In 1925 Coldwell was a federal candidate for the Progressive Party and also ran in 1934 as a provincial candidate for the Saskatchewan Farmer-Labour Party. A year later, Coldwell, campaigning for the federal CCF in Rosetown-Biggar, was victorious and would go on to win four subsequent elections in 1940, 1945, 1953, and 1957, until losing in the Tory landslide of 1958.
In 1931 Coldwell was president of the Independent Labour Party and was selected the first leader of the Saskatchewan Farmer-Labour Party in 1932, which was renamed the Co-operative Commonwealth Federation in 1934. George Williams replaced him as provincial leader after the 1934 election.

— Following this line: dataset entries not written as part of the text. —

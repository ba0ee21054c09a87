use crate::tool::{Tool, ToolDescriptor, ToolOutcome};
use async_trait::async_trait;
use nanoswarm_core::{SwarmError, SwarmResult};
use serde_json::Value;
use std::time::Duration;
use tracing::info;

/// DuckDuckGo Instant Answer API. Needs no key.
pub const DEFAULT_SEARCH_ENDPOINT: &str = "https://api.duckduckgo.com/";

const DEFAULT_MAX_RESULTS: u64 = 5;
const MAX_FACTS: usize = 5;

/// Web search through the DuckDuckGo Instant Answer API.
///
/// Returns the abstract, related topics and infobox facts as plain text.
pub struct WebSearchTool {
    descriptor: ToolDescriptor,
    client: reqwest::Client,
    endpoint: String,
}

impl WebSearchTool {
    /// Builds the tool with the given per-request timeout.
    pub fn new(timeout: Duration) -> SwarmResult<Self> {
        let client = reqwest::Client::builder()
            .timeout(timeout)
            .user_agent(concat!("nanoswarm/", env!("CARGO_PKG_VERSION")))
            .build()
            .map_err(|e| SwarmError::Tool(format!("Failed to create HTTP client: {e}")))?;
        Ok(Self {
            descriptor: ToolDescriptor {
                name: "web_search".to_string(),
                description: "Search the web for current information, facts, documentation, or news. \
                              Use when you need information beyond your training data."
                    .to_string(),
                parameters_schema: serde_json::json!({
                    "type": "object",
                    "properties": {
                        "query": {
                            "type": "string",
                            "description": "The search query to look up"
                        },
                        "max_results": {
                            "type": "integer",
                            "description": "Maximum number of results to return (1-10)",
                            "default": DEFAULT_MAX_RESULTS
                        }
                    },
                    "required": ["query"]
                }),
            },
            client,
            endpoint: DEFAULT_SEARCH_ENDPOINT.to_string(),
        })
    }

    /// Queries `endpoint` instead of the public API.
    pub fn with_endpoint(mut self, endpoint: impl Into<String>) -> Self {
        self.endpoint = endpoint.into();
        self
    }
}

#[async_trait]
impl Tool for WebSearchTool {
    fn descriptor(&self) -> &ToolDescriptor {
        &self.descriptor
    }

    async fn run(&self, args: &Value) -> ToolOutcome {
        let query = args["query"].as_str().unwrap_or_default().trim();
        if query.is_empty() {
            return ToolOutcome::failed("Empty query", "invalid_arguments");
        }
        let max_results = args["max_results"]
            .as_u64()
            .unwrap_or(DEFAULT_MAX_RESULTS)
            .clamp(1, 10) as usize;
        info!(query = %query, max_results, "web_search");

        let response = match self
            .client
            .get(&self.endpoint)
            .query(&[
                ("q", query),
                ("format", "json"),
                ("no_html", "1"),
                ("skip_disambig", "1"),
            ])
            .send()
            .await
        {
            Ok(r) => r,
            Err(e) if e.is_timeout() => {
                return ToolOutcome::failed(format!("Search failed: {e}"), "timeout")
            }
            Err(e) => return ToolOutcome::failed(format!("Search failed: {e}"), "http_error"),
        };

        let status = response.status();
        if !status.is_success() {
            return ToolOutcome::failed(
                format!("Search failed: HTTP {}", status.as_u16()),
                format!("http_{}", status.as_u16()),
            );
        }
        // The API answers with a javascript content type, so decode by hand.
        let data: Value = match response.bytes().await {
            Ok(bytes) => match serde_json::from_slice(&bytes) {
                Ok(v) => v,
                Err(e) => {
                    return ToolOutcome::failed(
                        format!("Search failed: bad response: {e}"),
                        "http_error",
                    )
                }
            },
            Err(e) => return ToolOutcome::failed(format!("Search failed: {e}"), "http_error"),
        };

        let sections = answer_sections(&data, max_results);
        if sections.is_empty() {
            ToolOutcome::ok(format!("No results found for: '{query}'"))
        } else {
            ToolOutcome::ok(format!(
                "Search results for '{query}':\n\n{}",
                sections.join("\n\n")
            ))
        }
    }
}

/// Abstract first, then up to `max_results` entries in total, then infobox
/// facts.
fn answer_sections(data: &Value, max_results: usize) -> Vec<String> {
    let mut sections = Vec::new();

    if let Some(summary) = data["Abstract"].as_str().filter(|s| !s.is_empty()) {
        let source = data["AbstractURL"].as_str().unwrap_or_default();
        sections.push(format!("SUMMARY: {summary}\nSOURCE: {source}"));
    }

    if let Some(topics) = data["RelatedTopics"].as_array() {
        for topic in topics.iter().take(max_results) {
            if sections.len() >= max_results {
                break;
            }
            if let Some(text) = topic["Text"].as_str().filter(|s| !s.is_empty()) {
                sections.push(format!("- {text}"));
            }
        }
    }

    if let Some(items) = data["Infobox"]["content"].as_array() {
        let facts: Vec<String> = items
            .iter()
            .take(MAX_FACTS)
            .filter_map(|item| {
                let label = item["label"].as_str().filter(|s| !s.is_empty())?;
                let value = match &item["value"] {
                    Value::String(s) if !s.is_empty() => s.clone(),
                    Value::Number(n) => n.to_string(),
                    _ => return None,
                };
                Some(format!("{label}: {value}"))
            })
            .collect();
        if !facts.is_empty() {
            sections.push(format!("KEY FACTS:\n{}", facts.join("\n")));
        }
    }

    sections
}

Following Woodsworth's death in 1942, Coldwell was elected the national CCF's leader and remained in the post until 1960. Under Coldwell's tenure, the CCF achieved its greatest gains federally in seats and vote in 1945. Later, the aging and ill Coldwell was no match for the prairie populism of John Diefenbaker and the party's vote and seats fell dramatically in 1958. Following this setback, social democracy would be reborn as the NDP.

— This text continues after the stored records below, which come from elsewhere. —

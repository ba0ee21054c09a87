//! Durable state for nanoswarm runs.
//!
//! Everything that several concurrent workers mutate lives behind the
//! [`StateStore`] seam: session records, the append-only task journal, the
//! live agent registry and named locks. [`StateLayer`] bundles them and is
//! constructed once by the process entry point, then shared by `Arc`.

/// Task journal.
pub mod journal;
/// Named locks.
pub mod lock;
/// In-memory store with snapshots.
pub mod memory;
/// Agent registry.
pub mod registry;
/// Session records.
pub mod session;
/// Store trait, key layout and JSON helpers.
pub mod store;

pub use journal::{
    failed_tasks, FailedTask, JournalEntry, JournalStatus, SessionSummary, TaskCompletion,
    TaskJournal, TaskStart,
};
pub use lock::{LockManager, LockToken};
pub use memory::InMemoryStore;
pub use registry::{AgentRecord, AgentRegistry};
pub use session::{SessionManager, SessionPatch, SessionRecord, SessionStatus};
pub use store::{keys, StateStore};

use chrono::{DateTime, Utc};
use nanoswarm_core::SwarmResult;
use serde::{Deserialize, Serialize};
use std::collections::BTreeMap;
use std::sync::Arc;
use std::time::Duration;

/// Expiry settings for every record type.
#[derive(Debug, Clone, Serialize, Deserialize)]
pub struct StateConfig {
    /// Session record lifetime.
    #[serde(default = "default_session_ttl")]
    pub session_ttl_secs: u64,
    /// Agent record lifetime without a status update.
    #[serde(default = "default_agent_ttl")]
    pub agent_ttl_secs: u64,
    /// Journal entry lifetime.
    #[serde(default = "default_journal_ttl")]
    pub journal_ttl_secs: u64,
    /// Default lock lifetime.
    #[serde(default = "default_lock_ttl")]
    pub lock_ttl_secs: u64,
}

fn default_session_ttl() -> u64 {
    86_400
}

fn default_agent_ttl() -> u64 {
    7_200
}

fn default_journal_ttl() -> u64 {
    14 * 86_400
}

fn default_lock_ttl() -> u64 {
    30
}

impl Default for StateConfig {
    fn default() -> Self {
        Self {
            session_ttl_secs: default_session_ttl(),
            agent_ttl_secs: default_agent_ttl(),
            journal_ttl_secs: default_journal_ttl(),
            lock_ttl_secs: default_lock_ttl(),
        }
    }
}

/// Snapshot of the swarm's live state.
#[derive(Debug, Clone, Serialize, Deserialize)]
pub struct SwarmHealth {
    /// When the snapshot was taken.
    pub timestamp: DateTime<Utc>,
    /// Number of registered agents.
    pub active_agents: usize,
    /// Registered agents per role.
    pub agent_breakdown: BTreeMap<String, usize>,
    /// Number of sessions in the recent index.
    pub recent_sessions: usize,
    /// Entries in the global failed-task queue.
    pub failed_queue_depth: usize,
}

/// The state contracts bundled over one shared store.
#[derive(Clone)]
pub struct StateLayer {
    store: Arc<dyn StateStore>,
    config: StateConfig,
    /// Session records.
    pub sessions: SessionManager,
    /// Live agents.
    pub agents: AgentRegistry,
    /// Named locks.
    pub locks: LockManager,
}

impl StateLayer {
    /// Builds every contract over `store`.
    pub fn new(store: Arc<dyn StateStore>, config: StateConfig) -> Self {
        Self {
            sessions: SessionManager::new(
                Arc::clone(&store),
                Duration::from_secs(config.session_ttl_secs),
            ),
            agents: AgentRegistry::new(
                Arc::clone(&store),
                Duration::from_secs(config.agent_ttl_secs),
            ),
            locks: LockManager::new(
                Arc::clone(&store),
                Duration::from_secs(config.lock_ttl_secs),
            ),
            store,
            config,
        }
    }

    /// A state layer over a fresh [`InMemoryStore`] with default TTLs.
    pub fn in_memory() -> Self {
        Self::new(Arc::new(InMemoryStore::new()), StateConfig::default())
    }

    /// The underlying store.
    pub fn store(&self) -> &Arc<dyn StateStore> {
        &self.store
    }

    /// The journal of one session.
    pub fn journal(&self, session_id: &str) -> TaskJournal {
        TaskJournal::new(
            Arc::clone(&self.store),
            session_id,
            Duration::from_secs(self.config.journal_ttl_secs),
        )
    }

    /// Aggregated health view.
    pub async fn health(&self) -> SwarmResult<SwarmHealth> {
        let agents = self.agents.active_agents().await?;
        let mut breakdown = BTreeMap::new();
        for a in &agents {
            *breakdown.entry(a.role.as_str().to_string()).or_insert(0) += 1;
        }
        Ok(SwarmHealth {
            timestamp: Utc::now(),
            active_agents: agents.len(),
            agent_breakdown: breakdown,
            recent_sessions: self.store.llen(keys::SESSIONS_RECENT).await?,
            failed_queue_depth: self.store.llen(keys::FAILED_QUEUE).await?,
        })
    }
}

Coldwell was respected by his peers in other political parties and was offered Cabinet posts in provincial and federal governments, Speakership of the House of Commons and a Senate seat. He served as a member of the Canadian delegation at the creation of the United Nations. Coldwell was named to the Privy Council (1964) and made a Companion of the Order of Canada (1967). The Douglas-Coldwell Foundation, a left-wing educational organization, is named after two remarkable Saskatchewan political figures.
Coldwell's distinguished record of public service was achieved while caring for an invalid wife for two decades. Coldwell died in Ottawa on August 25, 1974.